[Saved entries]
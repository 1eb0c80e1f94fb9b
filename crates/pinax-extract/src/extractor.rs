//! The extractor trait and its blanket implementations.

use pinax_bind::ValueGetter;
use pinax_core::Bindable;

use crate::{ExtractionContext, Rejection, RequestSource};

/// A value that can be pulled out of an [`ExtractionContext`].
///
/// # Implementing `FromRequest`
///
/// ```rust
/// use pinax_extract::{ExtractionContext, FromRequest, Rejection, RequestSource};
///
/// struct ApiVersion(u32);
///
/// impl FromRequest for ApiVersion {
///     fn from_request(ctx: &ExtractionContext) -> Result<Self, Rejection> {
///         let version = ctx.header("x-api-version").unwrap_or("1");
///         version
///             .parse()
///             .map(ApiVersion)
///             .map_err(|err| Rejection::malformed(RequestSource::Header, err))
///     }
/// }
///
/// let ctx = ExtractionContext::builder().header("x-api-version", "3").build();
/// assert_eq!(ApiVersion::from_request(&ctx).unwrap().0, 3);
/// ```
///
/// Tuples of extractors are extractors too, so `(Path<Id>, Query<Page>)`
/// extracts both or fails with the first rejection.
pub trait FromRequest: Sized {
    /// Extracts this type from the request context.
    ///
    /// # Errors
    ///
    /// Returns a [`Rejection`] if extraction fails.
    fn from_request(ctx: &ExtractionContext) -> Result<Self, Rejection>;
}

// Optional extraction: None if it fails
impl<T: FromRequest> FromRequest for Option<T> {
    fn from_request(ctx: &ExtractionContext) -> Result<Self, Rejection> {
        Ok(T::from_request(ctx).ok())
    }
}

// Lets handlers inspect the rejection themselves
impl<T: FromRequest> FromRequest for Result<T, Rejection> {
    fn from_request(ctx: &ExtractionContext) -> Result<Self, Rejection> {
        Ok(T::from_request(ctx))
    }
}

macro_rules! impl_from_request_for_tuple {
    ($($T:ident),*) => {
        impl<$($T: FromRequest),*> FromRequest for ($($T,)*) {
            fn from_request(ctx: &ExtractionContext) -> Result<Self, Rejection> {
                Ok(($($T::from_request(ctx)?,)*))
            }
        }
    };
}

impl_from_request_for_tuple!(T1);
impl_from_request_for_tuple!(T1, T2);
impl_from_request_for_tuple!(T1, T2, T3);
impl_from_request_for_tuple!(T1, T2, T3, T4);
impl_from_request_for_tuple!(T1, T2, T3, T4, T5);
impl_from_request_for_tuple!(T1, T2, T3, T4, T5, T6);

impl FromRequest for () {
    fn from_request(_ctx: &ExtractionContext) -> Result<Self, Rejection> {
        Ok(())
    }
}

/// Binds a fresh `T` from one source with the context's binder.
pub(crate) fn bind_source<T: Bindable + Default>(
    ctx: &ExtractionContext,
    getter: &dyn ValueGetter,
    source: RequestSource,
) -> Result<T, Rejection> {
    let mut dest = T::default();
    ctx.binder().bind(&mut dest, getter, source.namespace())?;
    Ok(dest)
}

#[cfg(test)]
mod tests {
    use super::*;

    struct Tenant(String);

    impl FromRequest for Tenant {
        fn from_request(ctx: &ExtractionContext) -> Result<Self, Rejection> {
            ctx.header("x-tenant")
                .map(|tenant| Tenant(tenant.to_string()))
                .ok_or_else(|| Rejection::malformed(RequestSource::Header, "x-tenant missing"))
        }
    }

    fn ctx(tenant: Option<&str>) -> ExtractionContext {
        let builder = ExtractionContext::builder();
        match tenant {
            Some(tenant) => builder.header("x-tenant", tenant).build(),
            None => builder.build(),
        }
    }

    #[test]
    fn test_option_swallows_rejection() {
        let found = <Option<Tenant>>::from_request(&ctx(Some("acme"))).unwrap();
        assert_eq!(found.map(|t| t.0).as_deref(), Some("acme"));
        assert!(<Option<Tenant>>::from_request(&ctx(None)).unwrap().is_none());
    }

    #[test]
    fn test_result_hands_rejection_over() {
        let result = <Result<Tenant, Rejection>>::from_request(&ctx(None)).unwrap();
        assert_eq!(result.err().map(|r| r.error_code()), Some("MALFORMED_REQUEST"));
    }

    #[test]
    fn test_tuple_fails_on_first_rejection() {
        let (a, b) = <(Tenant, Option<Tenant>)>::from_request(&ctx(Some("acme"))).unwrap();
        assert_eq!(a.0, "acme");
        assert!(b.is_some());

        assert!(<((), Tenant)>::from_request(&ctx(None)).is_err());
    }

    #[test]
    fn test_bind_source_uses_context_binder() {
        #[derive(pinax_macros::Bind, Default, Debug)]
        #[bind(crate = "pinax_core")]
        struct Order {
            #[bind(path = "order")]
            order: u32,
        }

        let values = pinax_bind::ValueMap::from_pairs([("order", "12")]);
        let order: Order = bind_source(&ctx(None), &values, RequestSource::Path).unwrap();
        assert_eq!(order.order, 12);

        let values = pinax_bind::ValueMap::from_pairs([("order", "twelve")]);
        let err = bind_source::<Order>(&ctx(None), &values, RequestSource::Path).unwrap_err();
        assert_eq!(err.error_code(), "INVALID_PARAMETER");
    }
}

§ Required action
Starting with the line that contains "#[derive(pinax_macros::Bind, Default, Debug)]", restate every line up to and including the last one above, exactly.

§ Exercise solution
        #[derive(pinax_macros::Bind, Default, Debug)]
        #[bind(crate = "pinax_core")]
        struct Order {
            #[bind(path = "order")]
            order: u32,
        }

        let values = pinax_bind::ValueMap::from_pairs([("order", "12")]);
        let order: Order = bind_source(&ctx(None), &values, RequestSource::Path).unwrap();
        assert_eq!(order.order, 12);

        let values = pinax_bind::ValueMap::from_pairs([("order", "twelve")]);
        let err = bind_source::<Order>(&ctx(None), &values, RequestSource::Path).unwrap_err();
        assert_eq!(err.error_code(), "INVALID_PARAMETER");
    }
}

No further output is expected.